Minimal Set of Glucose Variability Indices by Sparse Principal Component Analysis

Fabris, Chiara; Facchinetti, Andrea; Zanon, Mattia; Sparacino, Giovanni; Maran, Alberto; Cobelli, Claudio

Objective: Several tens of indices have been proposed to quantitatively describe glycaemic variability (GV), a risk factor for diabetes complications. While there is a general agreement that none of these indices alone is sufficient, it is also clear that most of them are correlated. To minimize redundancy, here we use Sparse Principal Component Analysis (SPCA) to select a subset of indices sufficient for a comprehensive GV description. Method: N=25 commonly used GV indices (e.g. SD, MAGE, ICG, ADRR, …) are computed on three different datasets (16 subjects each) of CGM time-series collected with the Dexcom SEVEN Plus sensor in Type 1 diabetics during the EU FP7 project “Diadvisor” (2008-2012). SPCA is used first to determine a reduced data dimension P through traditional PCA and, then, to decrease the number of variables from N=25 to M via LASSO estimation of sparse loadings. Result: In all three datasets, SPCA selected P=2 principal components and M=5 indices for each PC, preserving the 65%, 81% and 68% of the variance of the whole collection of GV indices, respectively. Interestingly, the subset of the 5 selected indices MAGE, MAGE_DESC (that is the MAGE index accounting only for downward excursions), HBGI, CV and ADRR is the same for all the analyzed datasets.

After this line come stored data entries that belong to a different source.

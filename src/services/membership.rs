use crate::db::Database;
use crate::error::{AppError, AppResult};
use crate::models::Recipe;

/// The two per-user recipe lists. Both share one table layout.
#[derive(Debug, Clone, Copy, PartialEq, Eq)]
pub enum RecipeList {
    Favorite,
    ShoppingCart,
}

impl RecipeList {
    fn table(self) -> &'static str {
        match self {
            RecipeList::Favorite => "favorite",
            RecipeList::ShoppingCart => "cart",
        }
    }

    fn label(self) -> &'static str {
        match self {
            RecipeList::Favorite => "favorites",
            RecipeList::ShoppingCart => "shopping cart",
        }
    }
}

pub struct MembershipService<'a> {
    db: &'a Database,
    list: RecipeList,
}

impl<'a> MembershipService<'a> {
    pub fn new(db: &'a Database, list: RecipeList) -> Self {
        MembershipService { db, list }
    }

    /// Puts a recipe on the user's list and returns it.
    pub async fn add(&self, user_id: i64, recipe_id: i64) -> AppResult<Recipe> {
        let mut tx = self.db.pool.begin().await?;

        let recipe = sqlx::query_as::<_, Recipe>(
            "SELECT id, author_id, name, image, text, cooking_time, created_at FROM recipe WHERE id = ?",
        )
        .bind(recipe_id)
        .fetch_optional(&mut *tx)
        .await?
        .ok_or_else(|| AppError::NotFound("Recipe not found".to_string()))?;

        let exists: Option<(i64,)> = sqlx::query_as(&format!(
            "SELECT id FROM {} WHERE user_id = ? AND recipe_id = ?",
            self.list.table()
        ))
        .bind(user_id)
        .bind(recipe_id)
        .fetch_optional(&mut *tx)
        .await?;
        if exists.is_some() {
            return Err(self.duplicate());
        }

        sqlx::query(&format!(
            "INSERT INTO {} (user_id, recipe_id) VALUES (?, ?)",
            self.list.table()
        ))
        .bind(user_id)
        .bind(recipe_id)
        .execute(&mut *tx)
        .await
        .map_err(|e| match AppError::from(e) {
            AppError::Conflict(_) => self.duplicate(),
            other => other,
        })?;

        tx.commit().await?;

        tracing::debug!(
            "User {} added recipe {} to {}",
            user_id,
            recipe_id,
            self.list.label()
        );
        Ok(recipe)
    }

    pub async fn remove(&self, user_id: i64, recipe_id: i64) -> AppResult<()> {
        let result = sqlx::query(&format!(
            "DELETE FROM {} WHERE user_id = ? AND recipe_id = ?",
            self.list.table()
        ))
        .bind(user_id)
        .bind(recipe_id)
        .execute(&self.db.pool)
        .await?;

        if result.rows_affected() == 0 {
            return Err(AppError::NotFound(format!(
                "Recipe is not in {}",
                self.list.label()
            )));
        }

        tracing::debug!(
            "User {} removed recipe {} from {}",
            user_id,
            recipe_id,
            self.list.label()
        );
        Ok(())
    }

    pub async fn contains(&self, user_id: i64, recipe_id: i64) -> AppResult<bool> {
        let (exists,): (bool,) = sqlx::query_as(&format!(
            "SELECT EXISTS(SELECT 1 FROM {} WHERE user_id = ? AND recipe_id = ?)",
            self.list.table()
        ))
        .bind(user_id)
        .bind(recipe_id)
        .fetch_one(&self.db.pool)
        .await?;

        Ok(exists)
    }

    fn duplicate(&self) -> AppError {
        AppError::Conflict(format!("Recipe is already in {}", self.list.label()))
    }
}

Conclusion: SPCA can be used to determine the minimal set of indices necessary to describe the most part of GV in CGM data from a broader pool of redundant parameters. The fact that the same subset of indices, which can be considered the most informative for describing GV, is selected independently from the particular dataset confirms the robustness of the approach.